Extract shared category data into a flyweight. Products store only a category ID:

// Flyweight — intrinsic state (shared, immutable)
public sealed class CategoryFlyweight
{
    public string Name { get; init; } = "";
    public decimal TaxRate { get; init; }
    public IReadOnlyList<string> DisplayRules { get; init; } = [];
    public ShippingConstraints ShippingConstraints { get; init; } = null!;
    public IReadOnlyList<string> AllowedRegions { get; init; } = [];
}

// Flyweight factory — returns the same instance for the same category
public class CategoryFlyweightFactory
{
    private readonly Dictionary<string, CategoryFlyweight> _cache = new();

    public CategoryFlyweight GetOrCreate(string categoryName, Func<CategoryFlyweight> factory)
    {
        if (!_cache.TryGetValue(categoryName, out var flyweight))
        {
            flyweight = factory();
            _cache[categoryName] = flyweight;
        }
        return flyweight; // ✅ same instance returned for all products in this category
    }
}

// Product — stores only extrinsic state (unique per product) + a reference to the flyweight
public class Product
{
    public Guid Id { get; set; }
    public string Sku { get; set; } = "";
    public decimal Price { get; set; }
    public int StockQuantity { get; set; }

    // ✅ One shared CategoryFlyweight instance per category, not per product
    public CategoryFlyweight Category { get; set; } = null!;

    // Convenience accessors — delegate to flyweight
    public decimal TaxRate => Category.TaxRate;
    public decimal PriceWithTax => Price * (1 + Category.TaxRate);
}

// Usage: 100,000 products share 3 CategoryFlyweight instances
var factory = new CategoryFlyweightFactory();
var electronicsCategory = factory.GetOrCreate("Electronics",
    () => new CategoryFlyweight { Name = "Electronics", TaxRate = 0.20m, /* ... */ });

var products = productData.Select(p => new Product
{
    Id = p.Id,
    Sku = p.Sku,
    Price = p.Price,
    Category = factory.GetOrCreate(p.CategoryName, () => LoadCategory(p.CategoryName))
}).ToList();
// ✅ Memory: 3 CategoryFlyweight objects instead of 100,000 copies

Updating the Electronics tax rate now means updating one CategoryFlyweight instance — all 40,000 electronics products reflect the change immediately.

You Already Use This

string.Intern() — the CLR string intern pool is a Flyweight factory. string.Intern("Electronics") returns the same string instance for every call with the same value. Useful when the same string appears thousands of times (e.g., category names, status codes).

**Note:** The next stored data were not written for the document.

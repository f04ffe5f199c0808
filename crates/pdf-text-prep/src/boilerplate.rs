use std::collections::{BTreeSet, HashMap, HashSet};

use crate::options::DEFAULT_BOILERPLATE_PERCENT;

/// Number of distinct pages each trimmed, non-empty line appears on.
///
/// A line repeated on one page counts once for that page.
#[derive(Debug, Clone, Default, PartialEq, Eq)]
pub struct LineFrequencyTable {
    counts: HashMap<String, usize>,
    page_count: usize,
}

impl LineFrequencyTable {
    #[must_use]
    pub fn from_pages<S: AsRef<str>>(pages: &[S]) -> Self {
        let mut counts = HashMap::new();
        for page in pages {
            let distinct = page
                .as_ref()
                .split('\n')
                .map(str::trim)
                .filter(|line| !line.is_empty())
                .collect::<HashSet<_>>();
            for line in distinct {
                *counts.entry(line.to_string()).or_insert(0) += 1;
            }
        }

        Self {
            counts,
            page_count: pages.len(),
        }
    }

    #[must_use]
    pub fn page_count(&self) -> usize {
        self.page_count
    }

    #[must_use]
    pub fn pages_containing(&self, line: &str) -> usize {
        self.counts.get(line.trim()).copied().unwrap_or(0)
    }

    /// Lines present on at least `threshold` pages.
    #[must_use]
    pub fn lines_at_or_above(&self, threshold: usize) -> HashSet<String> {
        self.counts
            .iter()
            .filter(|(_, count)| **count >= threshold)
            .map(|(line, _)| line.clone())
            .collect()
    }
}

/// `ceil(page_count * percent / 100)` in exact integer arithmetic.
#[must_use]
pub fn boilerplate_threshold(page_count: usize, percent: u8) -> usize {
    (page_count * usize::from(percent)).div_ceil(100)
}

#[derive(Debug, Clone, PartialEq, Eq)]
pub struct FilterReport {
    pub pages: Vec<String>,
    /// Boilerplate lines that were stripped, sorted for stable output.
    pub removed_lines: Vec<String>,
    pub threshold: usize,
}

/// Strips running headers, footers and other lines recurring on at least 70%
/// of pages. Output has the same length and order as the input.
///
/// A single page is its own 100%, so every non-blank line of a one-page
/// document is removed.
#[must_use]
pub fn filter_boilerplate<S: AsRef<str>>(pages: &[S]) -> Vec<String> {
    filter_boilerplate_with_report(pages, DEFAULT_BOILERPLATE_PERCENT).pages
}

#[must_use]
pub fn filter_boilerplate_with_report<S: AsRef<str>>(pages: &[S], percent: u8) -> FilterReport {
    let table = LineFrequencyTable::from_pages(pages);
    let threshold = boilerplate_threshold(table.page_count(), percent);
    let boilerplate = table.lines_at_or_above(threshold);

    let pages = pages
        .iter()
        .map(|page| strip_lines(page.as_ref(), &boilerplate))
        .collect();

    FilterReport {
        pages,
        removed_lines: boilerplate
            .into_iter()
            .collect::<BTreeSet<_>>()
            .into_iter()
            .collect(),
        threshold,
    }
}

fn strip_lines(page: &str, boilerplate: &HashSet<String>) -> String {
    page.split('\n')
        .filter(|line| !boilerplate.contains(line.trim()))
        .collect::<Vec<_>>()
        .join("\n")
}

ArrayPool<T> / MemoryPool<T> — rent a buffer, use it, return it to the pool. The pool shares buffer instances across operations, avoiding repeated allocations. The rented buffer is the flyweight; the data written into it is the extrinsic state.

ObjectPool<T> (ASP.NET Core) — pools expensive-to-create objects (e.g., StringBuilder, regex matchers). The pooled object is the flyweight; the content processed by it is extrinsic.